■ **What this task involves**
Every line below that holds the string "error" should be copied.

■ **Records for the exercise**
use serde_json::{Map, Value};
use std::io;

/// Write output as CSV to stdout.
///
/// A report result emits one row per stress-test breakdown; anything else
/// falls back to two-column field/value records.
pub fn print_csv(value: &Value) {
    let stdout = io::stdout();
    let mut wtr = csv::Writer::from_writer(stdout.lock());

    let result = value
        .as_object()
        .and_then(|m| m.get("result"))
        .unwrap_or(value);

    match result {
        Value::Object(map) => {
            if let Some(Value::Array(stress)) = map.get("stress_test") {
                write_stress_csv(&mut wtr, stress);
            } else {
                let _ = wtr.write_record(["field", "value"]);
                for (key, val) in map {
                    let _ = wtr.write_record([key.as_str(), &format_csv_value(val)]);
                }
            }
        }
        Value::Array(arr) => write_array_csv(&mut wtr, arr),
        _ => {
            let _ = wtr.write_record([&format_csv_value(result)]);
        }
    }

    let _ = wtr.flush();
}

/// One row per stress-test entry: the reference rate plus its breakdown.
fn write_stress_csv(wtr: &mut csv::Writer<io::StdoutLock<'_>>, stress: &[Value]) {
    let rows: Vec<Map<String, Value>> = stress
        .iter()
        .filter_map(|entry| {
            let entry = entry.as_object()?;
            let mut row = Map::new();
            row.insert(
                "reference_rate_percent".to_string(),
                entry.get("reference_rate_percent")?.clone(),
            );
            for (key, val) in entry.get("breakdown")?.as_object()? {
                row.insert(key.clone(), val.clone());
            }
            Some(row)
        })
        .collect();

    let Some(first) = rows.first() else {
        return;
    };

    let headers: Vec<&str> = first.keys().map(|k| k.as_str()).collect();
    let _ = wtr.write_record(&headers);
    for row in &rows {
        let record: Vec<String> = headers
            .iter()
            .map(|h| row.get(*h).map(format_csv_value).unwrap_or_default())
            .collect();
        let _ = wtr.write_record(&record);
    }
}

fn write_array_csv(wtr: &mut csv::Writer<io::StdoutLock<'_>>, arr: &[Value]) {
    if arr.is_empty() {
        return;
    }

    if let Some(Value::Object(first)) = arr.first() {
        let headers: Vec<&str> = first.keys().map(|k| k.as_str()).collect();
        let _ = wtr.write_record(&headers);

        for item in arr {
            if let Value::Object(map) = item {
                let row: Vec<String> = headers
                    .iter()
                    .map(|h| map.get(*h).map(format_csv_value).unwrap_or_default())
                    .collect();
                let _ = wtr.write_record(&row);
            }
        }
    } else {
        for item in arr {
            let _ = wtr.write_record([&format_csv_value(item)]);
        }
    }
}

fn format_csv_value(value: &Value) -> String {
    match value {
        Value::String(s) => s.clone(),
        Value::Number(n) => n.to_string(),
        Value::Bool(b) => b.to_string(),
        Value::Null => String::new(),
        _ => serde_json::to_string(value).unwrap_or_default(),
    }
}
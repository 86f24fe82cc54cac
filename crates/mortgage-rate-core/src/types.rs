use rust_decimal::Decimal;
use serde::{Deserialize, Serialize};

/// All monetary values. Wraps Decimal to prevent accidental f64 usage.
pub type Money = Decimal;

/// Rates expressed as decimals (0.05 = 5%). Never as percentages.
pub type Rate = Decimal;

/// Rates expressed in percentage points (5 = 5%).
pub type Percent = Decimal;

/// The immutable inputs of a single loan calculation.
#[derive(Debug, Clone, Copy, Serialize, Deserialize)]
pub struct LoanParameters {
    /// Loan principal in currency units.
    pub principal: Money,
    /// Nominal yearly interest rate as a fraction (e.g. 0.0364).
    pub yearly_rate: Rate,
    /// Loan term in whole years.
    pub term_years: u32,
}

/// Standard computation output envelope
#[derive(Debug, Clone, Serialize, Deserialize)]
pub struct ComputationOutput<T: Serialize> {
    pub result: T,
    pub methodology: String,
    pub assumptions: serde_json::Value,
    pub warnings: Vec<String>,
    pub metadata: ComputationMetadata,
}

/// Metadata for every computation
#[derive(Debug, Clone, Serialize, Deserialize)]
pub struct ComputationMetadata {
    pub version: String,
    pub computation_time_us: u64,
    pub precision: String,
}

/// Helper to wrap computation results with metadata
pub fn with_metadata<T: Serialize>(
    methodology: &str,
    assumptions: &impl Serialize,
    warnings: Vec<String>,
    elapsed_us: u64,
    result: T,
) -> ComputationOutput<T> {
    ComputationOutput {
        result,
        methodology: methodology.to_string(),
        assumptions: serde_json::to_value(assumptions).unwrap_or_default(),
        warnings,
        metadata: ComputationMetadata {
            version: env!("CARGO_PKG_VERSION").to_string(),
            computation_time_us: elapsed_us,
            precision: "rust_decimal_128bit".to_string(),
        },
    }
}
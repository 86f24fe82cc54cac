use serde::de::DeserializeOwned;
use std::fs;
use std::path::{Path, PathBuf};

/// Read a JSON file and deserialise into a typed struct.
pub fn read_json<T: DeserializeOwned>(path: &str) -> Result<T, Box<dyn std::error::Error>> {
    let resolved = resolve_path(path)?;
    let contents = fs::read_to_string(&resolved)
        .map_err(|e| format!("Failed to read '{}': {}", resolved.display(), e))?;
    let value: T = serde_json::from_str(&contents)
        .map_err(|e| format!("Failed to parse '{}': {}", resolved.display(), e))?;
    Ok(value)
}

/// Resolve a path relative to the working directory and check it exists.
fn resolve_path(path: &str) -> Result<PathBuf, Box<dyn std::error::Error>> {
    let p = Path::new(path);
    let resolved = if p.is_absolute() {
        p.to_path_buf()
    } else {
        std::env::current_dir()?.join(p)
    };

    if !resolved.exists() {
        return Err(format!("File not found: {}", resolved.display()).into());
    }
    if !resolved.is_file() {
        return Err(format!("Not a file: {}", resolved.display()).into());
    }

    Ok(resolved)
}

■ **Written response**
pub fn read_json<T: DeserializeOwned>(path: &str) -> Result<T, Box<dyn std::error::Error>> {
fn resolve_path(path: &str) -> Result<PathBuf, Box<dyn std::error::Error>> {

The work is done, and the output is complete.